As best shown in FIGS. 1 and 6, combustor 24 includes a cylindrical
casing 32 with an annular cooling strip 33 in its rear or exhaust
end. Fixed in the front end of the casing is a rear combustion dome
34. This component is a circular, platelike member with a central
opening 36 and two, radially spaced, series of air flow apertures
or orifices 38 and 40.
Inner and outer front combustion domes 42 and 44 of annular, plate
and ringlike configuration, respectively, are fixed to the rear
combustion dome by fasteners 46 and 48. An annular flange 50 on the
inner dome and a similar flange 52 on the outer dome space front
domes 42 and 44 from rear dome 34.
A cylindrical dome filmer 54 with an outwardly extending, radial
flange 56 is mounted in any convenient manner in the central
opening 36 of rear dome 34 with flange 56 spaced from the inner
front dome 42.
Also attached to the rear combustion dome 34 is a swirler 58. This
component has a radial flange 60 through which fasteners 62 extend
to secure it in place in co-operation with retainers 63.

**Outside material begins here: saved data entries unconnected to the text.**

// Copyright Materialize, Inc. All rights reserved.
//
// Licensed under the Apache License, Version 2.0 (the "License");
// you may not use this file except in compliance with the License.
// You may obtain a copy of the License in the LICENSE file at the
// root of this repository, or online at
//
//     http://www.apache.org/licenses/LICENSE-2.0
//
// Unless required by applicable law or agreed to in writing, software
// distributed under the License is distributed on an "AS IS" BASIS,
// WITHOUT WARRANTIES OR CONDITIONS OF ANY KIND, either express or implied.
// See the License for the specific language governing permissions and
// limitations under the License.

//! Conversions between [`ScaledDecimal`] and [`Rational`], and the rounding
//! primitive every lossy conversion funnels through.

use std::cmp::Ordering;

use num_bigint::BigInt;
use num_integer::Integer;
use num_traits::{One, Signed, Zero};

use crate::context::{Context, PrecisionBudget, RoundingMode};
use crate::error::{DivisionError, PrecisionLossCode, PrecisionLossError};
use crate::rational::Rational;
use crate::scaled::ScaledDecimal;

/// The most significant digits [`max_precision_from_bits`] will try.
pub const MAX_BITS_PRECISION: u32 = 50;

/// Computes 10<sup>`n`</sup>.
pub(crate) fn pow10(n: u32) -> BigInt {
    num_traits::pow(BigInt::from(10), n as usize)
}

/// Counts the decimal digits in the magnitude of `n`. Zero has one digit.
pub(crate) fn digit_count(n: &BigInt) -> u32 {
    if n.is_zero() {
        1
    } else {
        n.magnitude().to_str_radix(10).len() as u32
    }
}

/// Divides `numerator` by `denominator`, resolving the remainder according to
/// `mode`.
///
/// This is the single rounding primitive of the crate: every place a ratio
/// must collapse to an integer goes through here. The quotient is first
/// computed by truncating division; the sign of the true quotient is
/// `numerator < 0 XOR denominator < 0`, and the directed modes use that sign
/// to decide whether moving "up" means moving towards or away from zero.
///
/// ```
/// use moneta::{round_ratio, RoundingMode};
/// use num_bigint::BigInt;
///
/// let r = |n: i64, d: i64, m| round_ratio(&BigInt::from(n), &BigInt::from(d), m).unwrap();
/// assert_eq!(r(5, 10, RoundingMode::HalfEven), BigInt::from(0));
/// assert_eq!(r(15, 10, RoundingMode::HalfEven), BigInt::from(2));
/// assert_eq!(r(-15, 10, RoundingMode::Ceil), BigInt::from(-1));
/// ```
pub fn round_ratio(
    numerator: &BigInt,
    denominator: &BigInt,
    mode: RoundingMode,
) -> Result<BigInt, DivisionError> {
    if denominator.is_zero() {
        return Err(DivisionError::by_zero());
    }
    Ok(round_div(numerator, denominator, mode))
}

/// Like [`round_ratio`], for callers that have already ruled out a zero
/// denominator.
pub(crate) fn round_div(numerator: &BigInt, denominator: &BigInt, mode: RoundingMode) -> BigInt {
    debug_assert!(!denominator.is_zero());
    let (quotient, remainder) = numerator.div_rem(denominator);
    if remainder.is_zero() {
        return quotient;
    }
    let negative = numerator.is_negative() != denominator.is_negative();
    let away = if negative {
        &quotient - 1u32
    } else {
        &quotient + 1u32
    };
    match mode {
        RoundingMode::Trunc => quotient,
        RoundingMode::Expand => away,
        RoundingMode::Ceil => {
            if negative {
                quotient
            } else {
                away
            }
        }
        RoundingMode::Floor => {
            if negative {
                away
            } else {
                quotient
            }
        }
        half => {
            let twice = remainder.abs() * 2u32;
            match twice.cmp(&denominator.abs()) {
                Ordering::Less => quotient,
                Ordering::Greater => away,
                Ordering::Equal => match half {
                    RoundingMode::HalfCeil if negative => quotient,
                    RoundingMode::HalfCeil => away,
                    RoundingMode::HalfFloor if negative => away,
                    RoundingMode::HalfFloor => quotient,
                    RoundingMode::HalfExpand => away,
                    RoundingMode::HalfTrunc => quotient,
                    RoundingMode::HalfEven if quotient.is_even() => quotient,
                    RoundingMode::HalfEven => away,
                    _ => unreachable!("directed modes handled above"),
                },
            }
        }
    }
}

/// Strips every factor of two and five from the magnitude of `n`.
///
/// Returns the residual along with the number of twos and fives removed. A
/// residual of one means `1/n` terminates in base 10.
pub(crate) fn strip_twos_and_fives(n: &BigInt) -> (BigInt, u32, u32) {
    let two = BigInt::from(2);
    let five = BigInt::from(5);
    let mut m = n.abs();
    let (mut twos, mut fives) = (0, 0);
    if m.is_zero() {
        return (m, 0, 0);
    }
    while m.is_even() {
        m /= &two;
        twos += 1;
    }
    while (&m % &five).is_zero() {
        m /= &five;
        fives += 1;
    }
    (m, twos, fives)
}

/// Computes floor(log<sub>10</sub>(|n/d|)) for a non-zero ratio, exactly.
fn decimal_exponent(n: &BigInt, d: &BigInt) -> i64 {
    let n = n.abs();
    let d = d.abs();
    let mut e = i64::from(digit_count(&n)) - i64::from(digit_count(&d));
    // Compare |n| against |d| * 10^e without leaving the integers.
    let (lhs, rhs) = if e >= 0 {
        (n, d * pow10(e as u32))
    } else {
        (n * pow10((-e) as u32), d)
    };
    if lhs < rhs {
        e -= 1;
    }
    e
}

/// Bit size of a candidate result: coefficient bits plus scale bits.
fn bit_size(d: &ScaledDecimal) -> u64 {
    let scale_bits = u64::from(32 - d.scale().leading_zeros());
    d.value().bits() + scale_bits
}

/// Finds the largest number of significant digits, up to
/// [`MAX_BITS_PRECISION`], at which `r` rounds to a decimal occupying no more
/// than `max_bits` bits.
///
/// Precisions are tried linearly from one upward. If not even a single
/// significant digit fits, one is returned.
pub fn max_precision_from_bits(r: &Rational, max_bits: u64, mode: RoundingMode) -> u32 {
    let mut best = 1;
    for precision in 1..=MAX_BITS_PRECISION {
        let candidate = to_precision(r, precision, mode);
        if bit_size(&candidate) <= max_bits {
            best = precision;
        }
    }
    best
}

/// Rounds `r` to `precision` significant digits.
///
/// The scale never drops below zero, so an integer part wider than
/// `precision` is kept in full.
fn to_precision(r: &Rational, precision: u32, mode: RoundingMode) -> ScaledDecimal {
    if r.numer().is_zero() {
        return ScaledDecimal::zero();
    }
    let magnitude = decimal_exponent(r.numer(), r.denom()) + 1;
    let places = (i64::from(precision) - magnitude).max(0) as u32;
    let value = round_div(&(r.numer() * pow10(places)), r.denom(), mode);
    ScaledDecimal::new(value, places)
}

impl Rational {
    /// Converts the fraction to a decimal without loss.
    ///
    /// Succeeds only when the simplified denominator divides a power of ten,
    /// i.e. has no prime factors besides 2 and 5. The scale of the result is
    /// the smallest that represents the value exactly.
    ///
    /// ```
    /// use moneta::Rational;
    ///
    /// let quarter = Rational::new(1, 4)?;
    /// assert_eq!(quarter.to_scaled()?.to_string(), "0.25");
    /// assert!(Rational::new(1, 3)?.to_scaled().is_err());
    /// # Ok::<_, Box<dyn std::error::Error>>(())
    /// ```
    pub fn to_scaled(&self) -> Result<ScaledDecimal, PrecisionLossError> {
        let r = self.simplify();
        let (residual, twos, fives) = strip_twos_and_fives(r.denom());
        if !residual.is_one() {
            return Err(PrecisionLossError::new(
                PrecisionLossCode::NotPowerOfTen,
                self.to_string(),
            ));
        }
        let scale = twos.max(fives);
        let factor = pow10(scale) / r.denom();
        Ok(ScaledDecimal::new(r.numer() * factor, scale))
    }

    /// Converts the fraction to a decimal within the budget of `cx`,
    /// rounding with the context's rounding mode.
    ///
    /// With a [`PrecisionBudget::Digits`] budget, the order of magnitude of
    /// the value determines how many decimal places the digits afford. With a
    /// [`PrecisionBudget::Bits`] budget, the widest precision that fits is
    /// found with [`max_precision_from_bits`].
    pub fn to_scaled_lossy(&self, cx: &Context) -> ScaledDecimal {
        let r = self.simplify();
        let precision = match cx.budget() {
            PrecisionBudget::Digits(digits) => digits,
            PrecisionBudget::Bits(bits) => max_precision_from_bits(&r, bits, cx.rounding()),
        };
        let result = to_precision(&r, precision, cx.rounding());
        if Rational::from(&result) != r {
            log::debug!(
                "rounded {} to {} ({} significant digits, {})",
                self,
                result,
                precision,
                cx.rounding()
            );
        }
        result
    }

    /// Rounds the fraction to an integer.
    pub fn round(&self, mode: RoundingMode) -> BigInt {
        round_div(self.numer(), self.denom(), mode)
    }
}

impl From<ScaledDecimal> for Rational {
    fn from(d: ScaledDecimal) -> Rational {
        let scale = d.scale();
        Rational::new_unchecked(d.into_value(), pow10(scale))
    }
}

impl<'a> From<&'a ScaledDecimal> for Rational {
    fn from(d: &'a ScaledDecimal) -> Rational {
        Rational::new_unchecked(d.value().clone(), pow10(d.scale()))
    }
}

The front end of combustor 24 is supported in the front section 64
of casing 22 by radially extending pins 66 disposed at intervals
around the combustor. Pins 66 are slidably mounted in bosses 68 and
70 fixed to the exterior of combustor casing 32 and burner casing
member 64, respectively, to accommodate radial expansion of the
combustor casing. Covers 72, fixed to bosses 70 as by fasteners 74,
keep the pins in place and afford the access needed to install and
remove them.
At its rear end, combustor 24 is supported from the outer casing 22
of the burner by a circular, rear seal 76. The Z-section of the
seal permits the combustor casing to move longitudinally as its
temperature changes.
Combustor casing 32 is surrounded by a cylindrical heat shield 78
fixed in any convenient manner to the outer casing 22 of the
burner. This shield reduces heat losses from the combustor and,
also, helps to keep the exterior burner temperature at an
acceptable level.
At the front end of casing section 64 is a casing section 80 which
forms a plenum 81 for combustion air supplied to the burner. This
casing section, a circular flow plate 82 in which an annular series
of flow apertures 84 is formed, and an annular seal 86 are
assembled to casing section 64 by fasteners 88 and by retainers 94
threaded on the fasteners.
Fixed to flow plate 82 as by fasteners 96 and extending through a
central aperture 97 in the plate is a rotating cup type fuel
injector 98. The injector includes a conically shaped cup 100
rotatably fixed to the output shaft of an electric motor 102 and a
fuel tube 104 extending through and along the axial centerline of
the motor. The fuel tube terminates in a radially extending section
106 having an outlet adjacent the inner surface of the rotating cup
at its narrower, front end.
Liquid fuel (e.g., gasolene, kerosene, jet fuel, etc.) is
discharged onto the inner surface of rotating cup 100 from tube
104, spread into a film, and moved toward the rear edge 108 of the
cup by centrifugal force. As the liquid is propelled from the rear
edge of the cup, it is broken into drops. Because the speed of
rotation and geometry of the cup are not dependent upon the rate at
which fuel is supplied to it, the size of the drops into which the
fuel is atomized and the pattern in which they are distributed into
the combustor remain the same over variations in fuel flow as great
as 100 to 1 or higher.
Air for the combustion process is supplied by blower or fan 26
which has blades 112 driven by a second electric motor 114. The fan
and motor, together with air straighteners 116 on the upstream side
of the fan and longitudinally extending, radial vanes 118 on its
outlet side, are housed in a casing 120. The casing is fixed by
brackets 122 and fasteners 124 to the rear end of burner casing
section 80.
Combustion air exiting from vanes 118 flows around longitudinally
spaced, radial baffles 127 and 128 in plenum chamber 81 as shown by
arrows 129 in FIG. 1, also, through a passage 130 over a third
radial baffle 131 as shown by arrows 132. The baffles reduce the
dynamic head of the air discharged from blower 26, making possible
linear operation of a valve 133 through which the air is metered to
the combustor.
Longitudinally extending vanes 134 are located in the plenum
chamber to reduce swirl and promote even distribution of the air to
the combustor.
From plenum chamber 81, the combustion air flows through apertures
136 in an air metering valve member 138 and apertures 84 in
stationary flow plate 82 and into casing section 64 as shown by
arrow 140. From here, a part of the air flows through apertures 141
into swirler 58 where velocity components that will promote mixing
of the fuel and air are imparted to the air. This air then flows
through an annular passage 144 between dome filmer 54 and rotating
cup 100 of injector 98 into a primary flame zone 146 where the
combustible fuel-air mixture is formed and ignited.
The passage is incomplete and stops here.